## TASK GOAL
Give the count of lines in the data that include "PoisonError", with no other words.

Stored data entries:

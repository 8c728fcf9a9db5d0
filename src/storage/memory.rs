//! In-process [`RemoteStore`] keeping every library as a flat map of paths.
//!
//! Every call is recorded so callers can check how many round trips an
//! operation cost.

use std::collections::BTreeMap;
use std::sync::{Mutex, MutexGuard, PoisonError};
use async_trait::async_trait;
use chrono::{DateTime, Utc};
use tracing::debug;
use crate::error::{FsError, Result};
use super::{Library, RawEntry, RemoteStore, ENTRY_TYPE_DIR, ENTRY_TYPE_FILE};

/// One recorded call against a [`MemoryStore`].
#[derive(Debug, Clone, PartialEq)]
pub enum StoreCall {
    ListLibraries,
    GetLibraryInfo { library_id: String },
    ListDirectory { library_id: String, path: String },
    CreateDirectory { library_id: String, path: String },
    DeleteFile { library_id: String, path: String },
    DeleteDirectory { library_id: String, path: String },
    GetFileInfo { library_id: String, path: String },
    DownloadObject { library_id: String, path: String },
    UploadObject { library_id: String, path: String, data: Vec<u8> },
}

impl StoreCall {
    pub fn is_download(&self) -> bool {
        matches!(self, StoreCall::DownloadObject { .. })
    }

    pub fn is_upload(&self) -> bool {
        matches!(self, StoreCall::UploadObject { .. })
    }
}

#[derive(Debug, Clone)]
enum Node {
    Dir { mtime: DateTime<Utc> },
    File { id: String, data: Vec<u8>, mtime: DateTime<Utc> },
}

#[derive(Debug)]
struct LibraryState {
    library: Library,
    nodes: BTreeMap<String, Node>,
}

impl LibraryState {
    fn is_dir(&self, path: &str) -> bool {
        path.is_empty() || matches!(self.nodes.get(path), Some(Node::Dir { .. }))
    }

    fn entry(&self, path: &str) -> Option<RawEntry> {
        let name = file_name(path).to_string();
        match self.nodes.get(path)? {
            Node::Dir { mtime } => Some(RawEntry {
                id: None,
                name,
                kind: ENTRY_TYPE_DIR.to_string(),
                size: 0,
                mtime: Some(*mtime),
            }),
            Node::File { id, data, mtime } => Some(RawEntry {
                id: Some(id.clone()),
                name,
                kind: ENTRY_TYPE_FILE.to_string(),
                size: data.len() as u64,
                mtime: Some(*mtime),
            }),
        }
    }

    fn touch(&mut self) {
        self.library.size = self
            .nodes
            .values()
            .map(|node| match node {
                Node::File { data, .. } => data.len() as u64,
                Node::Dir { .. } => 0,
            })
            .sum();
        self.library.mtime = Some(Utc::now());
    }
}

#[derive(Debug, Default)]
struct Inner {
    libraries: Vec<LibraryState>,
    calls: Vec<StoreCall>,
    next_object: u64,
    fail_uploads: bool,
}

impl Inner {
    fn library(&self, library_id: &str) -> Result<&LibraryState> {
        self.libraries
            .iter()
            .find(|state| state.library.id == library_id)
            .ok_or_else(|| FsError::NotFound(format!("library {}", library_id)))
    }

    fn library_mut(&mut self, library_id: &str) -> Result<&mut LibraryState> {
        self.libraries
            .iter_mut()
            .find(|state| state.library.id == library_id)
            .ok_or_else(|| FsError::NotFound(format!("library {}", library_id)))
    }

    fn object_id(&mut self) -> String {
        self.next_object += 1;
        format!("{:040x}", self.next_object)
    }
}

#[derive(Debug, Default)]
pub struct MemoryStore {
    inner: Mutex<Inner>,
}

impl MemoryStore {
    pub fn new() -> Self {
        Self::default()
    }

    pub fn with_library(self, id: &str, name: &str) -> Self {
        self.add_library(Library::new(id, name));
        self
    }

    pub fn add_library(&self, library: Library) {
        let mut inner = self.lock();
        inner.libraries.retain(|state| state.library.id != library.id);
        inner.libraries.push(LibraryState {
            library,
            nodes: BTreeMap::new(),
        });
    }

    pub fn remove_library(&self, library_id: &str) {
        self.lock().libraries.retain(|state| state.library.id != library_id);
    }

    pub fn rename_library(&self, library_id: &str, name: &str) -> Result<()> {
        let mut inner = self.lock();
        inner.library_mut(library_id)?.library.name = name.to_string();
        Ok(())
    }

    /// Creates a directory and its missing parents without recording a call.
    pub fn insert_dir(&self, library_id: &str, path: &str) -> Result<()> {
        let path = normalize(path);
        let mut inner = self.lock();
        let state = inner.library_mut(library_id)?;
        let now = Utc::now();
        let mut current = String::new();
        for segment in path.split('/').filter(|s| !s.is_empty()) {
            if !current.is_empty() {
                current.push('/');
            }
            current.push_str(segment);
            if let Some(Node::File { .. }) = state.nodes.get(&current) {
                return Err(FsError::DirectoryExpected(format!("{}/{}", library_id, current)));
            }
            state.nodes.entry(current.clone()).or_insert(Node::Dir { mtime: now });
        }
        Ok(())
    }

    /// Stores a file, creating missing parents, without recording a call.
    pub fn insert_file(&self, library_id: &str, path: &str, data: &[u8]) -> Result<()> {
        let path = normalize(path);
        self.insert_dir(library_id, parent(&path))?;
        let mut inner = self.lock();
        let id = inner.object_id();
        let state = inner.library_mut(library_id)?;
        state.nodes.insert(path, Node::File {
            id,
            data: data.to_vec(),
            mtime: Utc::now(),
        });
        state.touch();
        Ok(())
    }

    pub fn file_contents(&self, library_id: &str, path: &str) -> Option<Vec<u8>> {
        let inner = self.lock();
        let state = inner.library(library_id).ok()?;
        match state.nodes.get(&normalize(path))? {
            Node::File { data, .. } => Some(data.clone()),
            Node::Dir { .. } => None,
        }
    }

    pub fn contains(&self, library_id: &str, path: &str) -> bool {
        let inner = self.lock();
        inner
            .library(library_id)
            .map(|state| state.nodes.contains_key(&normalize(path)))
            .unwrap_or(false)
    }

    /// Makes every following upload fail with a server error.
    pub fn fail_uploads(&self, fail: bool) {
        self.lock().fail_uploads = fail;
    }

    pub fn calls(&self) -> Vec<StoreCall> {
        self.lock().calls.clone()
    }

    pub fn clear_calls(&self) {
        self.lock().calls.clear();
    }

    fn lock(&self) -> MutexGuard<'_, Inner> {
        self.inner.lock().unwrap_or_else(PoisonError::into_inner)
    }

    fn record(&self, call: StoreCall) -> MutexGuard<'_, Inner> {
        debug!("memory store: {:?}", call);
        let mut inner = self.lock();
        inner.calls.push(call);
        inner
    }
}

#[async_trait]
impl RemoteStore for MemoryStore {
    async fn list_libraries(&self) -> Result<Vec<Library>> {
        let inner = self.record(StoreCall::ListLibraries);
        Ok(inner.libraries.iter().map(|state| state.library.clone()).collect())
    }

    async fn get_library_info(&self, library_id: &str) -> Result<Library> {
        let inner = self.record(StoreCall::GetLibraryInfo {
            library_id: library_id.to_string(),
        });
        Ok(inner.library(library_id)?.library.clone())
    }

    async fn list_directory(&self, library_id: &str, path: &str) -> Result<Vec<RawEntry>> {
        let path = normalize(path);
        let inner = self.record(StoreCall::ListDirectory {
            library_id: library_id.to_string(),
            path: path.clone(),
        });
        let state = inner.library(library_id)?;
        if !state.is_dir(&path) {
            return match state.nodes.get(&path) {
                Some(_) => Err(FsError::DirectoryExpected(format!("{}/{}", library_id, path))),
                None => Err(FsError::NotFound(format!("{}/{}", library_id, path))),
            };
        }
        Ok(state
            .nodes
            .keys()
            .filter(|key| parent(key) == path)
            .filter_map(|key| state.entry(key))
            .collect())
    }

    async fn create_directory(&self, library_id: &str, path: &str) -> Result<()> {
        let path = normalize(path);
        let mut inner = self.record(StoreCall::CreateDirectory {
            library_id: library_id.to_string(),
            path: path.clone(),
        });
        let state = inner.library_mut(library_id)?;
        if path.is_empty() || state.nodes.contains_key(&path) {
            return Err(FsError::Conflict(format!("{}/{} already exists", library_id, path)));
        }
        if !state.is_dir(parent(&path)) {
            return Err(FsError::NotFound(format!("{}/{}", library_id, parent(&path))));
        }
        state.nodes.insert(path, Node::Dir { mtime: Utc::now() });
        Ok(())
    }

    async fn delete_file(&self, library_id: &str, path: &str) -> Result<()> {
        let path = normalize(path);
        let mut inner = self.record(StoreCall::DeleteFile {
            library_id: library_id.to_string(),
            path: path.clone(),
        });
        let state = inner.library_mut(library_id)?;
        match state.nodes.get(&path) {
            Some(Node::File { .. }) => {
                state.nodes.remove(&path);
                state.touch();
                Ok(())
            }
            Some(Node::Dir { .. }) => Err(FsError::FileExpected(format!("{}/{}", library_id, path))),
            None if path.is_empty() => Err(FsError::FileExpected(library_id.to_string())),
            None => Err(FsError::NotFound(format!("{}/{}", library_id, path))),
        }
    }

    async fn delete_directory(&self, library_id: &str, path: &str) -> Result<()> {
        let path = normalize(path);
        let mut inner = self.record(StoreCall::DeleteDirectory {
            library_id: library_id.to_string(),
            path: path.clone(),
        });
        let state = inner.library_mut(library_id)?;
        if path.is_empty() {
            return Err(FsError::InvalidOperation(format!(
                "cannot delete the root of library {}",
                library_id
            )));
        }
        match state.nodes.get(&path) {
            Some(Node::Dir { .. }) => {
                let prefix = format!("{}/", path);
                state.nodes.retain(|key, _| key != &path && !key.starts_with(&prefix));
                state.touch();
                Ok(())
            }
            Some(Node::File { .. }) => Err(FsError::DirectoryExpected(format!("{}/{}", library_id, path))),
            None => Err(FsError::NotFound(format!("{}/{}", library_id, path))),
        }
    }

    async fn get_file_info(&self, library_id: &str, path: &str) -> Result<RawEntry> {
        let path = normalize(path);
        let inner = self.record(StoreCall::GetFileInfo {
            library_id: library_id.to_string(),
            path: path.clone(),
        });
        let state = inner.library(library_id)?;
        if path.is_empty() {
            return Ok(RawEntry::dir(""));
        }
        state
            .entry(&path)
            .ok_or_else(|| FsError::NotFound(format!("{}/{}", library_id, path)))
    }

    async fn download_object(&self, library_id: &str, path: &str) -> Result<Vec<u8>> {
        let path = normalize(path);
        let inner = self.record(StoreCall::DownloadObject {
            library_id: library_id.to_string(),
            path: path.clone(),
        });
        let state = inner.library(library_id)?;
        match state.nodes.get(&path) {
            Some(Node::File { data, .. }) => Ok(data.clone()),
            Some(Node::Dir { .. }) => Err(FsError::FileExpected(format!("{}/{}", library_id, path))),
            None if path.is_empty() => Err(FsError::FileExpected(library_id.to_string())),
            None => Err(FsError::NotFound(format!("{}/{}", library_id, path))),
        }
    }

    async fn upload_object(&self, library_id: &str, path: &str, data: &[u8]) -> Result<()> {
        let path = normalize(path);
        let mut inner = self.record(StoreCall::UploadObject {
            library_id: library_id.to_string(),
            path: path.clone(),
            data: data.to_vec(),
        });
        if inner.fail_uploads {
            return Err(FsError::Remote {
                status: 500,
                message: format!("upload of {}/{} rejected", library_id, path),
            });
        }
        let id = inner.object_id();
        let state = inner.library_mut(library_id)?;
        if path.is_empty() || state.is_dir(&path) {
            return Err(FsError::FileExpected(format!("{}/{}", library_id, path)));
        }
        if !state.is_dir(parent(&path)) {
            return Err(FsError::NotFound(format!("{}/{}", library_id, parent(&path))));
        }
        let id = match state.nodes.get(&path) {
            Some(Node::File { id, .. }) => id.clone(),
            _ => id,
        };
        state.nodes.insert(path, Node::File {
            id,
            data: data.to_vec(),
            mtime: Utc::now(),
        });
        state.touch();
        Ok(())
    }
}

fn normalize(path: &str) -> String {
    path.split('/')
        .filter(|segment| !segment.is_empty())
        .collect::<Vec<_>>()
        .join("/")
}

fn parent(path: &str) -> &str {
    path.rsplit_once('/').map(|(parent, _)| parent).unwrap_or("")
}

fn file_name(path: &str) -> &str {
    path.rsplit_once('/').map(|(_, name)| name).unwrap_or(path)
}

## RESPONSE AREA
2